Хейли Уильям (1745-1820) – посредственный английский поэт.

"Звезда и Подвязка" – старинная харчевня, позже фешенебельная гостиница с рестораном, расположенная на живописном холме в Ричмонде, пригороде Лондона. Существовала до 1915 г.

...что скажет миссис Гранди о вашем... поведении? – Выражение "что скажет миссис Гранди?" вошло в Англия в обиход и употребляется, часто иронически, когда речь заходит об установленных в светском обществе нормах поведения, о внешней благопристойности, воплощением которой стала миссис Гранди. Своим появлением эта фраза обязана пьесе Томаса Мортона, второстепенного драматурга конца XVIII в., где ее постоянно произносит одна из героинь, имея в виду свою соседку, которая, однако, на сцене не появляется.

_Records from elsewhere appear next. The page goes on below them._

use super::HttpScheme;
use once_cell::sync::Lazy;
use serde_json::{Map, Value};
use std::collections::BTreeMap;
use std::sync::{Arc, PoisonError, RwLock};
use tracing::debug;

static GLOBAL: Lazy<SecurityRegistry> = Lazy::new(SecurityRegistry::new);

/// Name → scheme table behind `components.securitySchemes`.
///
/// Written while schemes are constructed at startup, read when documents are
/// generated. Cloning shares the table.
#[derive(Debug, Clone, Default)]
pub struct SecurityRegistry {
    schemes: Arc<RwLock<BTreeMap<String, HttpScheme>>>,
}

impl SecurityRegistry {
    /// Empty registry, independent of [`SecurityRegistry::global`].
    pub fn new() -> Self {
        Self::default()
    }

    /// Process-wide registry used by the scheme constructors that take no
    /// registry argument.
    pub fn global() -> &'static SecurityRegistry {
        &GLOBAL
    }

    /// Register `name`. Registering an existing name replaces its kind.
    pub fn register(&self, name: impl Into<String>, scheme: HttpScheme) {
        let name = name.into();
        debug!(scheme_name = %name, scheme = %scheme, "Security scheme registered");
        self.schemes
            .write()
            .unwrap_or_else(PoisonError::into_inner)
            .insert(name, scheme);
    }

    #[must_use]
    pub fn get(&self, name: &str) -> Option<HttpScheme> {
        self.schemes
            .read()
            .unwrap_or_else(PoisonError::into_inner)
            .get(name)
            .copied()
    }

    #[must_use]
    pub fn is_empty(&self) -> bool {
        self.schemes
            .read()
            .unwrap_or_else(PoisonError::into_inner)
            .is_empty()
    }

    /// JSON table for `components.securitySchemes`, sorted by name.
    #[must_use]
    pub fn schemes(&self) -> Value {
        let table = self.schemes.read().unwrap_or_else(PoisonError::into_inner);
        let map: Map<String, Value> = table
            .iter()
            .map(|(name, scheme)| (name.clone(), scheme.openapi_scheme()))
            .collect();
        Value::Object(map)
    }
}

#[cfg(test)]
mod tests {
    use super::*;
    use serde_json::json;

    #[test]
    fn test_isolated_registries() {
        let a = SecurityRegistry::new();
        let b = SecurityRegistry::new();
        a.register("token", HttpScheme::Bearer);
        assert_eq!(a.get("token"), Some(HttpScheme::Bearer));
        assert!(b.is_empty());
    }

    #[test]
    fn test_schemes_table() {
        let r = SecurityRegistry::new();
        r.register("zeta", HttpScheme::Basic);
        r.register("alpha", HttpScheme::Bearer);
        let table = r.schemes();
        let keys: Vec<_> = table.as_object().unwrap().keys().cloned().collect();
        assert_eq!(keys, vec!["alpha", "zeta"]);
        assert_eq!(table["zeta"], json!({"type": "http", "scheme": "basic"}));
    }

    #[test]
    fn test_clone_shares_table() {
        let r = SecurityRegistry::new();
        let shared = r.clone();
        shared.register("basicAuth", HttpScheme::Basic);
        assert_eq!(r.get("basicAuth"), Some(HttpScheme::Basic));
    }
}
use super::field::Param;
use super::model::Model;
use super::model::ModelSchema;
use super::types::ParamType;
use serde_json::Value;
use std::fmt;
use std::sync::Arc;

/// Ordered handler signature.
pub type Signature = Vec<Arg>;

/// Default slot of a declared argument.
#[derive(Debug, Clone)]
pub enum ArgDefault {
    /// No default: a required query parameter unless the rule names it.
    Required,
    /// Plain default value: an optional query parameter.
    Value(Value),
    /// Explicit source marker.
    Param(Param),
    /// Nested dependency whose own arguments are flattened into the endpoint.
    Depends(Depends),
}

/// One declared handler argument.
#[derive(Debug, Clone)]
pub struct Arg {
    pub name: String,
    pub ty: ParamType,
    pub default: ArgDefault,
}

impl Arg {
    pub fn new(name: impl Into<String>, ty: ParamType) -> Self {
        Self {
            name: name.into(),
            ty,
            default: ArgDefault::Required,
        }
    }

    pub fn string(name: impl Into<String>) -> Self {
        Self::new(name, ParamType::String)
    }

    pub fn integer(name: impl Into<String>) -> Self {
        Self::new(name, ParamType::Integer)
    }

    pub fn number(name: impl Into<String>) -> Self {
        Self::new(name, ParamType::Number)
    }

    pub fn boolean(name: impl Into<String>) -> Self {
        Self::new(name, ParamType::Boolean)
    }

    pub fn model<T: Model>(name: impl Into<String>) -> Self {
        Self::new(name, ParamType::model::<T>())
    }

    #[must_use]
    pub fn default_value(mut self, value: impl Into<Value>) -> Self {
        self.default = ArgDefault::Value(value.into());
        self
    }

    #[must_use]
    pub fn param(mut self, param: Param) -> Self {
        self.default = ArgDefault::Param(param);
        self
    }

    #[must_use]
    pub fn depends(mut self, depends: Depends) -> Self {
        self.default = ArgDefault::Depends(depends);
        self
    }
}

/// Types whose arguments can be injected as a dependency.
pub trait Dependency {
    fn signature() -> Signature;
}

/// Dependency marker.
///
/// With a target, the target's signature is flattened into the endpoint. Without
/// one, the fields of the argument's model annotation are used.
#[derive(Clone, Default)]
pub struct Depends {
    target: Option<Arc<dyn Fn() -> Signature + Send + Sync>>,
}

impl Depends {
    /// Resolve from the argument's model annotation.
    pub fn annotated() -> Self {
        Self { target: None }
    }

    /// Resolve from an explicit signature.
    pub fn on(signature: Signature) -> Self {
        Self {
            target: Some(Arc::new(move || signature.clone())),
        }
    }

    /// Resolve from a [`Dependency`] implementation.
    pub fn of<D: Dependency + 'static>() -> Self {
        Self {
            target: Some(Arc::new(D::signature)),
        }
    }

    /// Arguments contributed by this dependency, or `None` when it cannot be
    /// resolved from either source.
    #[must_use]
    pub fn resolve(&self, annotation: &ParamType) -> Option<Signature> {
        if let Some(target) = &self.target {
            return Some(target());
        }
        annotation.as_model().map(|m| model_signature(m))
    }
}

impl fmt::Debug for Depends {
    fn fmt(&self, f: &mut fmt::Formatter<'_>) -> fmt::Result {
        f.debug_struct("Depends")
            .field("target", &self.target.as_ref().map(|_| "<fn>"))
            .finish()
    }
}

/// Each model field becomes an argument defaulting to its field default.
fn model_signature(model: &ModelSchema) -> Signature {
    model
        .fields
        .iter()
        .map(|(name, field)| {
            let mut arg = Arg::new(name.clone(), field.ty.clone());
            arg.default = match &field.info.default {
                Some(v) => ArgDefault::Value(v.clone()),
                None => ArgDefault::Required,
            };
            arg
        })
        .collect()
}

#[cfg(test)]
mod tests {
    use super::*;
    use crate::params::FieldInfo;
    use serde_json::json;

    struct Paging;

    impl Model for Paging {
        fn model_schema() -> ModelSchema {
            ModelSchema::new("Paging")
                .field("page", ParamType::Integer, FieldInfo::optional(1))
                .field("cursor", ParamType::String, FieldInfo::required())
        }
    }

    #[test]
    fn test_annotated_depends_uses_model_fields() {
        let sig = Depends::annotated()
            .resolve(&ParamType::model::<Paging>())
            .unwrap();
        assert_eq!(sig.len(), 2);
        assert!(matches!(&sig[0].default, ArgDefault::Value(v) if *v == json!(1)));
        assert!(matches!(sig[1].default, ArgDefault::Required));
    }

    #[test]
    fn test_unresolvable_depends() {
        assert!(Depends::annotated().resolve(&ParamType::String).is_none());
    }

    #[test]
    fn test_explicit_target_wins() {
        let d = Depends::on(vec![Arg::string("token")]);
        let sig = d.resolve(&ParamType::model::<Paging>()).unwrap();
        assert_eq!(sig.len(), 1);
        assert_eq!(sig[0].name, "token");
    }
}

Баруэлл – см. комм. к стр. 104, том VIII.

...процесс мистера Хастингса – см. комм. к стр. 105, том VIII.

...бежать в Гретна-Грин с какой-нибудь бесприданницей... – В Гретна-Грин, ближайшем шотландском селении, можно было обвенчаться, не соблюдая требуемых английским законодательством формальностей.

"Чужой карман" – фарс Джеймса Кении (1803), "Bombastes Furioso" ("Неистовый Бомбаст") – бурлеск Уильяма Родеса (1810); мисс Пленуэйз персонаж фарса "Чужой карман".

Мерсия – одно из семи англосаксонских королевств, существовавших на территории Британии в VI-IX вв. (так называемый период гептархии, или семикоролевья).

Вокруг себя на брег морской... – строки из поэмы Вальтера Скотта "Рокби" (1813). (Перевод К. Павловой.)